Each line holding the string "true" is to be copied from the data.

[PROVIDED DATA]:
== Segment start ==
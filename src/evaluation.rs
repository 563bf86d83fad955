//! Typed flag reads over a cache snapshot.
//!
//! Evaluation is a pure function of the [`FlagSet`] snapshot: it never performs network I/O and
//! never mutates shared state.
use std::fmt;

use crate::{flag_cache::FlagSet, Error, ErrorCode, Metadata, Value};

/// Reason reported when the default value is returned because of an error.
pub const ERROR_REASON: &str = "ERROR";

/// Result of a typed flag read.
///
/// A read always produces a value: on error, `value` is the caller's default and `error` tells
/// what went wrong.
#[derive(Debug, Clone, PartialEq)]
pub struct FlagEvaluation<T> {
    /// Key of the flag read.
    pub flag_key: String,
    /// Flag value, or the caller's default on error.
    pub value: T,
    /// Variant served. `None` on error.
    pub variant: Option<String>,
    /// Reason reported by the server, or [`ERROR_REASON`] on error.
    pub reason: Option<String>,
    /// Flag metadata. Empty on error.
    pub metadata: Metadata,
    /// Why the default was returned.
    pub error: Option<Error>,
}

impl<T> FlagEvaluation<T> {
    /// Return `true` if the caller's default was returned.
    pub fn is_error(&self) -> bool {
        self.error.is_some()
    }

    /// OpenFeature error code of [`FlagEvaluation::error`].
    pub fn error_code(&self) -> Option<ErrorCode> {
        self.error.as_ref().map(Error::code)
    }

    /// Human-readable message of [`FlagEvaluation::error`].
    pub fn error_message(&self) -> Option<String> {
        self.error.as_ref().map(ToString::to_string)
    }

    fn from_error(flag_key: &str, default: T, error: Error) -> FlagEvaluation<T> {
        FlagEvaluation {
            flag_key: flag_key.to_owned(),
            value: default,
            variant: None,
            reason: Some(ERROR_REASON.to_owned()),
            metadata: Metadata::new(),
            error: Some(error),
        }
    }
}

/// Closed set of types a flag can be requested as.
#[derive(Debug, Clone, Copy, PartialEq, Eq)]
pub(crate) enum ValueKind {
    Boolean,
    String,
    Integer,
    Double,
    Object,
}

impl fmt::Display for ValueKind {
    fn fmt(&self, f: &mut fmt::Formatter<'_>) -> fmt::Result {
        f.write_str(match self {
            ValueKind::Boolean => "boolean",
            ValueKind::String => "string",
            ValueKind::Integer => "integer",
            ValueKind::Double => "double",
            ValueKind::Object => "object",
        })
    }
}

/// A Rust type a flag value can be coerced into.
pub(crate) trait FlagValueType: Sized {
    const KIND: ValueKind;

    fn from_value(value: &Value) -> Option<Self>;

    fn to_value(&self) -> Value;
}

impl FlagValueType for bool {
    const KIND: ValueKind = ValueKind::Boolean;

    fn from_value(value: &Value) -> Option<bool> {
        value.as_boolean()
    }

    fn to_value(&self) -> Value {
        Value::Boolean(*self)
    }
}

impl FlagValueType for String {
    const KIND: ValueKind = ValueKind::String;

    fn from_value(value: &Value) -> Option<String> {
        value.as_str().map(str::to_owned)
    }

    fn to_value(&self) -> Value {
        Value::String(self.clone())
    }
}

impl FlagValueType for i64 {
    const KIND: ValueKind = ValueKind::Integer;

    fn from_value(value: &Value) -> Option<i64> {
        value.as_integer()
    }

    fn to_value(&self) -> Value {
        Value::Integer(*self)
    }
}

impl FlagValueType for f64 {
    const KIND: ValueKind = ValueKind::Double;

    fn from_value(value: &Value) -> Option<f64> {
        value.as_double()
    }

    fn to_value(&self) -> Value {
        Value::Double(*self)
    }
}

impl FlagValueType for Value {
    const KIND: ValueKind = ValueKind::Object;

    fn from_value(value: &Value) -> Option<Value> {
        match value {
            Value::List(_) | Value::Structure(_) => Some(value.clone()),
            _ => None,
        }
    }

    fn to_value(&self) -> Value {
        self.clone()
    }
}

/// Read `flag_key` from `flags` as `T`, falling back to `default` on any error.
///
/// `flags` is `None` when no bulk evaluation has succeeded yet.
pub(crate) fn evaluate<T: FlagValueType>(
    flags: Option<&FlagSet>,
    flag_key: &str,
    default: T,
) -> FlagEvaluation<T> {
    let Some(flags) = flags else {
        return FlagEvaluation::from_error(flag_key, default, Error::ProviderNotReady);
    };

    let Some(flag) = flags.get(flag_key) else {
        return FlagEvaluation::from_error(
            flag_key,
            default,
            Error::FlagNotFound(flag_key.to_owned()),
        );
    };

    if let Some(code) = flag.error_code {
        let error = Error::from_code(code, flag_key, flag.error_details.as_deref());
        return FlagEvaluation::from_error(flag_key, default, error);
    }

    let Some(value) = T::from_value(&flag.value) else {
        let error = Error::TypeMismatch(format!(
            "flag `{}` requested as {} but its value is {}",
            flag_key,
            T::KIND,
            flag.value.type_name()
        ));
        return FlagEvaluation::from_error(flag_key, default, error);
    };

    FlagEvaluation {
        flag_key: flag_key.to_owned(),
        value,
        variant: flag.variant.clone(),
        reason: flag.reason.clone(),
        metadata: flag.metadata.clone(),
        error: None,
    }
}

#[cfg(test)]
mod tests {
    use std::collections::HashMap;

    use super::{evaluate, FlagEvaluation, ERROR_REASON};
    use crate::{
        flag_cache::FlagSet, test_utils::flag, ErrorCode, EvaluatedFlag, MetadataValue, Value,
    };

    fn flags(list: Vec<EvaluatedFlag>) -> FlagSet {
        list.into_iter().map(|f| (f.key.clone(), f)).collect()
    }

    #[test]
    fn returns_cached_value_with_details() {
        let mut bool_flag = flag("bool-flag", true);
        bool_flag.metadata = HashMap::from([("team".to_owned(), MetadataValue::from("growth"))]);
        let flags = flags(vec![bool_flag]);

        let result = evaluate(Some(&flags), "bool-flag", false);

        assert_eq!(
            result,
            FlagEvaluation {
                flag_key: "bool-flag".to_owned(),
                value: true,
                variant: Some("variantA".to_owned()),
                reason: Some("TARGETING_MATCH".to_owned()),
                metadata: HashMap::from([("team".to_owned(), MetadataValue::from("growth"))]),
                error: None,
            }
        );
    }

    #[test]
    fn missing_snapshot_is_provider_not_ready() {
        let result = evaluate(None, "bool-flag", false);

        assert!(!result.value);
        assert_eq!(result.error_code(), Some(ErrorCode::ProviderNotReady));
    }

    #[test]
    fn missing_flag_returns_default() {
        let flags = flags(vec![flag("bool-flag", true)]);

        let result = evaluate(Some(&flags), "does_not_exist", false);

        assert!(!result.value);
        assert_eq!(result.error_code(), Some(ErrorCode::FlagNotFound));
        assert_eq!(result.reason.as_deref(), Some(ERROR_REASON));
    }

    #[test]
    fn flag_error_code_returns_default_with_details() {
        let mut error_flag = flag("my-other-flag", Value::Null);
        error_flag.error_code = Some(ErrorCode::ParseError);
        error_flag.error_details = Some("bad rule".to_owned());
        let flags = flags(vec![error_flag]);

        let result = evaluate(Some(&flags), "my-other-flag", "default".to_owned());

        assert_eq!(result.value, "default");
        assert_eq!(result.error_code(), Some(ErrorCode::ParseError));
        assert_eq!(result.error_message().as_deref(), Some("parse error: bad rule"));
        assert_eq!(result.variant, None);
    }

    #[test]
    fn structure_requested_as_boolean_is_type_mismatch() {
        let flags = flags(vec![flag(
            "object-flag",
            Value::Structure(HashMap::from([("a".to_owned(), Value::Integer(1))])),
        )]);

        let result = evaluate(Some(&flags), "object-flag", true);

        assert!(result.value);
        assert_eq!(result.error_code(), Some(ErrorCode::TypeMismatch));
        let message = result.error_message().unwrap();
        assert!(message.contains("object-flag"), "{message}");
        assert!(message.contains("boolean"), "{message}");
        assert!(message.contains("structure"), "{message}");
    }

    #[test]
    fn integer_requested_as_double_is_converted() {
        let flags = flags(vec![flag("number-flag", Value::Integer(42))]);

        let result = evaluate(Some(&flags), "number-flag", 0.0);

        assert_eq!(result.value, 42.0);
        assert!(!result.is_error());
    }

    #[test]
    fn whole_double_requested_as_integer_is_converted() {
        let flags = flags(vec![
            flag("whole", Value::Double(3.0)),
            flag("fractional", Value::Double(3.5)),
        ]);

        assert_eq!(evaluate(Some(&flags), "whole", 0_i64).value, 3);

        let result = evaluate(Some(&flags), "fractional", 7_i64);
        assert_eq!(result.value, 7);
        assert_eq!(result.error_code(), Some(ErrorCode::TypeMismatch));
    }

    #[test]
    fn object_accepts_lists_and_structures_only() {
        let list = Value::List(vec!["a".into(), "b".into()]);
        let flags = flags(vec![flag("list", list.clone()), flag("string", "text")]);

        assert_eq!(evaluate(Some(&flags), "list", Value::Null).value, list);

        let result = evaluate(Some(&flags), "string", Value::Null);
        assert_eq!(result.value, Value::Null);
        assert_eq!(result.error_code(), Some(ErrorCode::TypeMismatch));
    }

    #[test]
    fn string_is_not_coerced_from_other_types() {
        let flags = flags(vec![flag("number-flag", Value::Integer(1))]);

        let result = evaluate(Some(&flags), "number-flag", "default".to_owned());

        assert_eq!(result.value, "default");
        assert_eq!(result.error_code(), Some(ErrorCode::TypeMismatch));
    }
}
== Segment end ==
[COMPLETED TASK]:
    /// Return `true` if the caller's default was returned.
        let mut bool_flag = flag("bool-flag", true);
                value: true,
        let flags = flags(vec![flag("bool-flag", true)]);
        let result = evaluate(Some(&flags), "object-flag", true);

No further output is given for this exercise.